Superheroes have long been seen as the most reliable way to fill seats. But characters like Captain Marvel, the Flash, Ant-Man, Shazam and Blue Beetle failed to excite moviegoers. Over the weekend, “Aquaman and the Lost Kingdom,” which cost more than $200 million to make and tens of millions more to market, arrived to a disastrous $28 million in ticket sales in the United States and Canada. Overseas moviegoers chipped in another $80 million.
In the meantime, the biggest movie of the year at the box office, “Barbie,” with $1.44 billion in worldwide ticket sales, was directed by a woman, based on a very female toy and spray-painted pink — ingredients that most studios have long seen as limiting audience appeal. An old movie-industry maxim holds that women will go to a “guy” movie but not vice versa.
“The Super Mario Bros. Movie” collected $1.36 billion, a second-place result that also stunned Hollywood; studios have a troubled history with game adaptations. “Oppenheimer,” a three-hour period drama about a physicist, rounded out the top three, taking in $952 million and contradicting the prevailing belief that, in the streaming era, films for grown-ups are not viable in theaters.

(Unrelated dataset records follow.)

use thiserror::Error;

#[derive(Debug, Error)]
pub enum InfraError {
    #[error("io error: {0}")]
    Io(#[from] std::io::Error),
    #[error("database error: {message}")]
    Database { message: String },
    #[error("telemetry initialization failed: {0}")]
    Telemetry(String),
    #[error("configuration error: {message}")]
    Configuration { message: String },
    #[error("mail transport error: {message}")]
    Mail { message: String },
}

impl InfraError {
    pub fn database(message: impl Into<String>) -> Self {
        Self::Database {
            message: message.into(),
        }
    }

    pub fn configuration(message: impl Into<String>) -> Self {
        Self::Configuration {
            message: message.into(),
        }
    }

    pub fn telemetry(message: impl Into<String>) -> Self {
        Self::Telemetry(message.into())
    }

    pub fn mail(message: impl Into<String>) -> Self {
        Self::Mail {
            message: message.into(),
        }
    }
}
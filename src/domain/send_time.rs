//! Optional time-of-day attached to a step.

use std::fmt;

use time::Time;

/// A validated `H:MM` / `HH:MM[:SS]` time-of-day.
#[derive(Debug, Clone, Copy, PartialEq, Eq, PartialOrd, Ord, Hash)]
pub struct SendTime(Time);

impl SendTime {
    /// Parse a stored time-of-day. Returns `None` for anything that is not a
    /// well-formed wall-clock time so callers fall back to their default.
    pub fn parse(raw: &str) -> Option<Self> {
        let mut parts = raw.trim().split(':');
        let hour = field(parts.next()?, 1..=2)?;
        let minute = field(parts.next()?, 2..=2)?;
        let second = match parts.next() {
            Some(part) => field(part, 2..=2)?,
            None => 0,
        };
        if parts.next().is_some() {
            return None;
        }

        Time::from_hms(hour, minute, second).ok().map(Self)
    }

    pub fn from_time(time: Time) -> Self {
        Self(time)
    }

    pub fn time(self) -> Time {
        self.0
    }
}

fn field(part: &str, width: std::ops::RangeInclusive<usize>) -> Option<u8> {
    if !width.contains(&part.len()) || !part.bytes().all(|b| b.is_ascii_digit()) {
        return None;
    }
    part.parse().ok()
}

impl fmt::Display for SendTime {
    fn fmt(&self, f: &mut fmt::Formatter<'_>) -> fmt::Result {
        write!(
            f,
            "{:02}:{:02}:{:02}",
            self.0.hour(),
            self.0.minute(),
            self.0.second()
        )
    }
}
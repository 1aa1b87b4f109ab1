//! Per-step branching and suppression rules.
//!
//! Rules are persisted as a loose JSON object on the step row. They are
//! decoded once when the step is loaded; unknown keys, missing keys and
//! malformed values all decode to an inactive rule.

use serde::Deserialize;
use serde_json::Value;

#[derive(Debug, Clone, Copy, Default, PartialEq, Eq)]
pub struct StepRules {
    pub suppress_weekend: bool,
    pub suppress_holiday: bool,
    pub redirect_on_completion: Option<i64>,
    pub redirect_on_repeat: Option<i64>,
    pub redirect_on_click: Option<i64>,
}

#[derive(Debug, Default, Deserialize)]
#[serde(default, rename_all = "camelCase")]
struct RawStepRules {
    no_weekend: Option<Value>,
    no_holidays: Option<Value>,
    redirect_target: Option<Value>,
    if_repass_target: Option<Value>,
    redirect_on_click: Option<Value>,
}

impl StepRules {
    /// Decode the persisted rules payload. Never fails: an absent or
    /// unreadable payload yields no rules.
    pub fn from_json(raw: Option<&str>) -> Self {
        let Some(raw) = raw.map(str::trim).filter(|raw| !raw.is_empty()) else {
            return Self::default();
        };

        let parsed = serde_json::from_str::<Value>(raw).and_then(|value| match value {
            Value::Object(_) => serde_json::from_value::<RawStepRules>(value),
            _ => Ok(RawStepRules::default()),
        });

        match parsed {
            Ok(parsed) => Self {
                suppress_weekend: truthy(parsed.no_weekend.as_ref()),
                suppress_holiday: truthy(parsed.no_holidays.as_ref()),
                redirect_on_completion: journey_ref(parsed.redirect_target.as_ref()),
                redirect_on_repeat: journey_ref(parsed.if_repass_target.as_ref()),
                redirect_on_click: journey_ref(parsed.redirect_on_click.as_ref()),
            },
            Err(err) => {
                tracing::warn!(
                    target = "dripline::domain::rules",
                    error = %err,
                    "ignoring unreadable step rules"
                );
                Self::default()
            }
        }
    }
}

fn truthy(value: Option<&Value>) -> bool {
    match value {
        Some(Value::Bool(flag)) => *flag,
        Some(Value::Number(number)) => number.as_f64().is_some_and(|n| n != 0.0),
        Some(Value::String(text)) => matches!(
            text.trim().to_ascii_lowercase().as_str(),
            "1" | "true" | "yes" | "on"
        ),
        _ => false,
    }
}

fn journey_ref(value: Option<&Value>) -> Option<i64> {
    let id = match value? {
        Value::Number(number) => number.as_i64()?,
        Value::String(text) => text.trim().parse::<i64>().ok()?,
        _ => return None,
    };
    (id > 0).then_some(id)
}
use thiserror::Error;

#[derive(Debug, Error)]
pub enum DomainError {
    #[error("domain entity `{entity}` not found")]
    NotFound { entity: &'static str },
    #[error("domain validation failed: {message}")]
    Validation { message: String },
    #[error("domain invariant violated: {message}")]
    Invariant { message: String },
    #[error("illegal send status transition from `{from}` to `{to}`")]
    IllegalTransition {
        from: &'static str,
        to: &'static str,
    },
}

impl DomainError {
    pub fn not_found(entity: &'static str) -> Self {
        Self::NotFound { entity }
    }

    pub fn validation(message: impl Into<String>) -> Self {
        Self::Validation {
            message: message.into(),
        }
    }

    pub fn invariant(message: impl Into<String>) -> Self {
        Self::Invariant {
            message: message.into(),
        }
    }
}
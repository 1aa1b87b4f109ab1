//! Reactions to open and click tracking events.

use std::sync::Arc;

use tracing::{info, warn};

use crate::application::{
    lifecycle::{EnrollmentLifecycle, LifecycleError, RedirectTrigger},
    links::click_destination,
    repos::{ScheduledSendsRepo, StatsRepo, StepsRepo},
};
use crate::domain::types::StatKind;

#[derive(Clone)]
pub struct BranchHandler {
    steps: Arc<dyn StepsRepo>,
    sends: Arc<dyn ScheduledSendsRepo>,
    stats: Arc<dyn StatsRepo>,
    lifecycle: EnrollmentLifecycle,
}

impl BranchHandler {
    pub fn new(
        steps: Arc<dyn StepsRepo>,
        sends: Arc<dyn ScheduledSendsRepo>,
        stats: Arc<dyn StatsRepo>,
        lifecycle: EnrollmentLifecycle,
    ) -> Self {
        Self {
            steps,
            sends,
            stats,
            lifecycle,
        }
    }

    pub async fn record_open(&self, step_id: i64, enrollment_id: i64) -> bool {
        self.bump(step_id, enrollment_id, StatKind::Opened).await
    }

    /// Count the click and apply the step's click-redirect rule.
    pub async fn record_click(&self, step_id: i64, enrollment_id: i64) -> bool {
        let counted = self.bump(step_id, enrollment_id, StatKind::Clicked).await;

        match self.branch_on_click(step_id, enrollment_id).await {
            Ok(Some(new_enrollment)) => info!(
                target = "dripline::application::branching",
                step_id, enrollment_id, new_enrollment, "Click redirected enrollment"
            ),
            Ok(None) => {}
            Err(err) => warn!(
                target = "dripline::application::branching",
                step_id,
                enrollment_id,
                error = %err,
                "Click branch evaluation failed"
            ),
        }

        counted
    }

    /// Record the click and return where the visitor should be sent. The
    /// destination never depends on whether branching succeeded.
    pub async fn follow_click(
        &self,
        step_id: i64,
        enrollment_id: i64,
        destination: Option<&str>,
    ) -> String {
        self.record_click(step_id, enrollment_id).await;
        click_destination(destination)
    }

    async fn branch_on_click(
        &self,
        step_id: i64,
        enrollment_id: i64,
    ) -> Result<Option<i64>, LifecycleError> {
        let Some(step) = self.steps.find_step(step_id).await? else {
            return Err(LifecycleError::StepNotFound(step_id));
        };
        let Some(target_journey_id) = step.rules.redirect_on_click else {
            return Ok(None);
        };

        if let Some(current) = self.sends.earliest_pending(enrollment_id).await? {
            self.lifecycle
                .try_stop_single(enrollment_id, current.step_id)
                .await?;
        }

        let created = self
            .lifecycle
            .branch_enrollment(enrollment_id, target_journey_id, RedirectTrigger::Click)
            .await?;
        Ok(Some(created.id))
    }

    async fn bump(&self, step_id: i64, enrollment_id: i64, kind: StatKind) -> bool {
        match self.stats.increment(step_id, enrollment_id, kind).await {
            Ok(()) => true,
            Err(err) => {
                warn!(
                    target = "dripline::application::branching",
                    step_id,
                    enrollment_id,
                    stat = kind.column(),
                    error = %err,
                    "Stat increment failed"
                );
                false
            }
        }
    }
}
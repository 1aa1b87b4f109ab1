use std::path::PathBuf;

use clap::{Args, Parser, Subcommand, ValueHint, builder::BoolishValueParser};

/// Command-line arguments for the dripline binary.
#[derive(Debug, Parser)]
#[command(
    name = "dripline",
    version,
    about = "Email journey scheduler and dispatcher"
)]
pub struct CliArgs {
    /// Optional path to a configuration file.
    #[arg(
        long = "config-file",
        env = "DRIPLINE_CONFIG_FILE",
        value_name = "PATH",
        value_hint = ValueHint::FilePath
    )]
    pub config_file: Option<PathBuf>,

    #[command(subcommand)]
    pub command: Option<Command>,
}

#[derive(Debug, Subcommand, Clone)]
pub enum Command {
    /// Run the recurring dispatch worker until interrupted.
    Serve(Box<ServeArgs>),
    /// Process a single batch of due sends and exit.
    Dispatch(DispatchArgs),
    /// Schedule the sends of an enrollment.
    Expand(EnrollmentArgs),
    /// Stop every pending send of all enrollments sharing the address.
    #[command(name = "stop-all")]
    StopAll(EnrollmentArgs),
    /// Stop the remaining sends of a step's journey for one enrollment.
    #[command(name = "stop-single")]
    StopSingle(StopSingleArgs),
    /// Move an enrollment into another journey.
    Redirect(RedirectArgs),
    /// Record an open tracking event.
    Open(TrackArgs),
    /// Record a click tracking event and print the destination.
    Click(ClickArgs),
    /// Submit an address to a journey.
    Submit(SubmitArgs),
    /// Confirm a subscription token.
    Confirm(ConfirmArgs),
    /// Unsubscribe an enrollment.
    Unsubscribe(UnsubscribeArgs),
}

impl Command {
    pub fn database(&self) -> &DatabaseOverride {
        match self {
            Command::Serve(args) => &args.overrides.database,
            Command::Dispatch(args) => &args.database,
            Command::Expand(args) | Command::StopAll(args) => &args.database,
            Command::StopSingle(args) => &args.database,
            Command::Redirect(args) => &args.database,
            Command::Open(args) => &args.database,
            Command::Click(args) => &args.track.database,
            Command::Submit(args) => &args.database,
            Command::Confirm(args) => &args.database,
            Command::Unsubscribe(args) => &args.database,
        }
    }
}

#[derive(Debug, Args, Default, Clone)]
pub struct DatabaseOverride {
    /// Override the database connection URL.
    #[arg(long = "database-url", value_name = "URL")]
    pub database_url: Option<String>,
}

#[derive(Debug, Args, Default, Clone)]
pub struct ServeArgs {
    #[command(flatten)]
    pub overrides: ServeOverrides,
}

#[derive(Debug, Args, Default, Clone)]
pub struct ServeOverrides {
    #[command(flatten)]
    pub database: DatabaseOverride,

    /// Override the log level (e.g. info, debug).
    #[arg(long = "log-level", value_name = "LEVEL")]
    pub log_level: Option<String>,

    /// Emit logs as JSON.
    #[arg(long = "log-json", value_name = "BOOL", value_parser = BoolishValueParser::new())]
    pub log_json: Option<bool>,

    /// Override the dispatch cron expression (six fields, with seconds).
    #[arg(long = "dispatch-schedule", value_name = "CRON")]
    pub dispatch_schedule: Option<String>,

    /// Override the number of sends processed per batch.
    #[arg(long = "batch-size", value_name = "N")]
    pub batch_size: Option<u32>,

    /// Override the scheduling time zone (IANA name).
    #[arg(long = "timezone", value_name = "TZ")]
    pub timezone: Option<String>,

    /// Override the mail relay endpoint.
    #[arg(long = "mail-relay-url", value_name = "URL", value_hint = ValueHint::Url)]
    pub mail_relay_url: Option<String>,

    /// Override the public base URL used in links.
    #[arg(long = "links-base-url", value_name = "URL", value_hint = ValueHint::Url)]
    pub links_base_url: Option<String>,
}

#[derive(Debug, Args, Clone)]
pub struct DispatchArgs {
    #[command(flatten)]
    pub database: DatabaseOverride,

    /// Maximum number of sends to process.
    #[arg(long = "batch-size", value_name = "N")]
    pub batch_size: Option<u32>,
}

#[derive(Debug, Args, Clone)]
pub struct EnrollmentArgs {
    #[command(flatten)]
    pub database: DatabaseOverride,

    pub enrollment_id: i64,
}

#[derive(Debug, Args, Clone)]
pub struct StopSingleArgs {
    #[command(flatten)]
    pub database: DatabaseOverride,

    pub enrollment_id: i64,
    pub step_id: i64,
}

#[derive(Debug, Args, Clone)]
pub struct RedirectArgs {
    #[command(flatten)]
    pub database: DatabaseOverride,

    pub enrollment_id: i64,
    pub journey_id: i64,
}

#[derive(Debug, Args, Clone)]
pub struct TrackArgs {
    #[command(flatten)]
    pub database: DatabaseOverride,

    pub step_id: i64,
    pub enrollment_id: i64,
}

#[derive(Debug, Args, Clone)]
pub struct ClickArgs {
    #[command(flatten)]
    pub track: TrackArgs,

    /// Destination the tracked link points to.
    #[arg(long = "url", value_name = "URL")]
    pub url: Option<String>,
}

#[derive(Debug, Args, Clone)]
pub struct SubmitArgs {
    #[command(flatten)]
    pub database: DatabaseOverride,

    pub journey_id: i64,
    pub email: String,
}

#[derive(Debug, Args, Clone)]
pub struct ConfirmArgs {
    #[command(flatten)]
    pub database: DatabaseOverride,

    pub token: String,
}

#[derive(Debug, Args, Clone)]
pub struct UnsubscribeArgs {
    #[command(flatten)]
    pub database: DatabaseOverride,

    pub enrollment_id: i64,

    /// Step the unsubscribe link came from.
    #[arg(long = "step", value_name = "ID")]
    pub step_id: Option<i64>,
}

“Without question, change is afoot — audiences are in a different mood,” said David A. Gross, a film consultant who publishes a newsletter on box office numbers. “The country and the world are not in the same place. We’ve had seven years of divisive politics, a severe pandemic, two serious wars, climate change and inflation. Moviegoers seem less interested in being overwhelmed with spectacle and saving the universe than being spoken to, entertained and inspired.”